Once you reach the end of the data, transcribe all of it exactly.

[[ THE RECORDS, beginning ]]

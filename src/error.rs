//! Error types for the versioned file store.
//!
//! One typed enum covers the whole engine: the path engine and tree
//! kernel raise these, the transaction boundary rolls back and re-raises
//! them unchanged, and the HTTP rim maps them to status codes.

use crate::types::{FileId, FileType};
use thiserror::Error;

#[derive(Debug, Error)]
pub enum FsError {
    /// A path segment, node id, branch or user is absent.
    #[error("file not found")]
    NotFound,

    /// Name collision on create. Creation never overwrites; callers must
    /// update or delete-and-create instead.
    #[error("file already exists: {0}")]
    AlreadyExists(String),

    /// A regular file was addressed as a directory or vice versa.
    #[error("file {id} is not a {expected:?}")]
    TypeMismatch { id: FileId, expected: FileType },

    /// The supplied root does not descend from the branch's recorded
    /// lineage; the caller is talking about an unrelated tree.
    #[error("root {supplied} does not share lineage with branch head {head}")]
    LineageMismatch { supplied: FileId, head: FileId },

    /// Lineages match but the supplied root is stale: another writer has
    /// already advanced the branch.
    #[error("stale root: the branch head has advanced")]
    ConcurrencyConflict,

    /// Malformed request metadata at the boundary.
    #[error("invalid request: {0}")]
    Validation(String),

    /// An insert collided with an existing node id. The allocator is a
    /// transactional sequence, so this indicates store corruption.
    #[error("duplicate file id {0}")]
    DuplicateId(FileId),

    #[error("configuration error: {0}")]
    Config(String),

    #[error("encoding error: {0}")]
    Codec(#[from] bincode::Error),

    #[error("storage error: {0}")]
    Storage(#[from] sled::Error),

    #[error("i/o error: {0}")]
    Io(#[from] std::io::Error),

    /// Internal marker raised by the transactional store when sled detects
    /// a conflicting transaction; the transaction boundary converts it
    /// back into a retry and it never surfaces to callers.
    #[doc(hidden)]
    #[error("transaction conflict")]
    TxConflict,
}
//! Inference port - Interface for text generation

use async_trait::async_trait;
#[cfg(test)]
use mockall::automock;

use crate::error::ApplicationError;

/// Parameters of a single generation call
#[derive(Debug, Clone, PartialEq)]
pub struct GenerationRequest {
    /// Fully assembled prompt
    pub prompt: String,
    /// Model to generate with
    pub model: String,
    /// Sampling temperature
    pub temperature: f64,
    /// Output token limit
    pub max_tokens: u32,
}

/// Result of an inference call
#[derive(Debug, Clone)]
pub struct InferenceResult {
    /// Generated response content
    pub content: String,
    /// Model used for generation
    pub model: String,
    /// Number of tokens used (if available)
    pub tokens_used: Option<u32>,
}

/// Port for inference operations
#[cfg_attr(test, automock)]
#[async_trait]
pub trait InferencePort: Send + Sync {
    /// Generate a response for a prompt
    async fn generate(&self, request: GenerationRequest)
    -> Result<InferenceResult, ApplicationError>;

    /// Check if the inference backend is reachable
    async fn is_healthy(&self) -> bool;
}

[[ THE RECORDS, end ]]

### WRITTEN SOLUTION
filename src/error.rs
//! Error types for the versioned file store.
//!
//! One typed enum covers the whole engine: the path engine and tree
//! kernel raise these, the transaction boundary rolls back and re-raises
//! them unchanged, and the HTTP rim maps them to status codes.

use crate::types::{FileId, FileType};
use thiserror::Error;

#[derive(Debug, Error)]
pub enum FsError {
    /// A path segment, node id, branch or user is absent.
    #[error("file not found")]
    NotFound,

    /// Name collision on create. Creation never overwrites; callers must
    /// update or delete-and-create instead.
    #[error("file already exists: {0}")]
    AlreadyExists(String),

    /// A regular file was addressed as a directory or vice versa.
    #[error("file {id} is not a {expected:?}")]
    TypeMismatch { id: FileId, expected: FileType },

    /// The supplied root does not descend from the branch's recorded
    /// lineage; the caller is talking about an unrelated tree.
    #[error("root {supplied} does not share lineage with branch head {head}")]
    LineageMismatch { supplied: FileId, head: FileId },

    /// Lineages match but the supplied root is stale: another writer has
    /// already advanced the branch.
    #[error("stale root: the branch head has advanced")]
    ConcurrencyConflict,

    /// Malformed request metadata at the boundary.
    #[error("invalid request: {0}")]
    Validation(String),

    /// An insert collided with an existing node id. The allocator is a
    /// transactional sequence, so this indicates store corruption.
    #[error("duplicate file id {0}")]
    DuplicateId(FileId),

    #[error("configuration error: {0}")]
    Config(String),

    #[error("encoding error: {0}")]
    Codec(#[from] bincode::Error),

    #[error("storage error: {0}")]
    Storage(#[from] sled::Error),

    #[error("i/o error: {0}")]
    Io(#[from] std::io::Error),

    /// Internal marker raised by the transactional store when sled detects
    /// a conflicting transaction; the transaction boundary converts it
    /// back into a retry and it never surfaces to callers.
    #[doc(hidden)]
    #[error("transaction conflict")]
    TxConflict,
}
//! Inference port - Interface for text generation

use async_trait::async_trait;
#[cfg(test)]
use mockall::automock;

use crate::error::ApplicationError;

/// Parameters of a single generation call
#[derive(Debug, Clone, PartialEq)]
pub struct GenerationRequest {
    /// Fully assembled prompt
    pub prompt: String,
    /// Model to generate with
    pub model: String,
    /// Sampling temperature
    pub temperature: f64,
    /// Output token limit
    pub max_tokens: u32,
}

/// Result of an inference call
#[derive(Debug, Clone)]
pub struct InferenceResult {
    /// Generated response content
    pub content: String,
    /// Model used for generation
    pub model: String,
    /// Number of tokens used (if available)
    pub tokens_used: Option<u32>,
}

/// Port for inference operations
#[cfg_attr(test, automock)]
#[async_trait]
pub trait InferencePort: Send + Sync {
    /// Generate a response for a prompt
    async fn generate(&self, request: GenerationRequest)
    -> Result<InferenceResult, ApplicationError>;

    /// Check if the inference backend is reachable
    async fn is_healthy(&self) -> bool;
}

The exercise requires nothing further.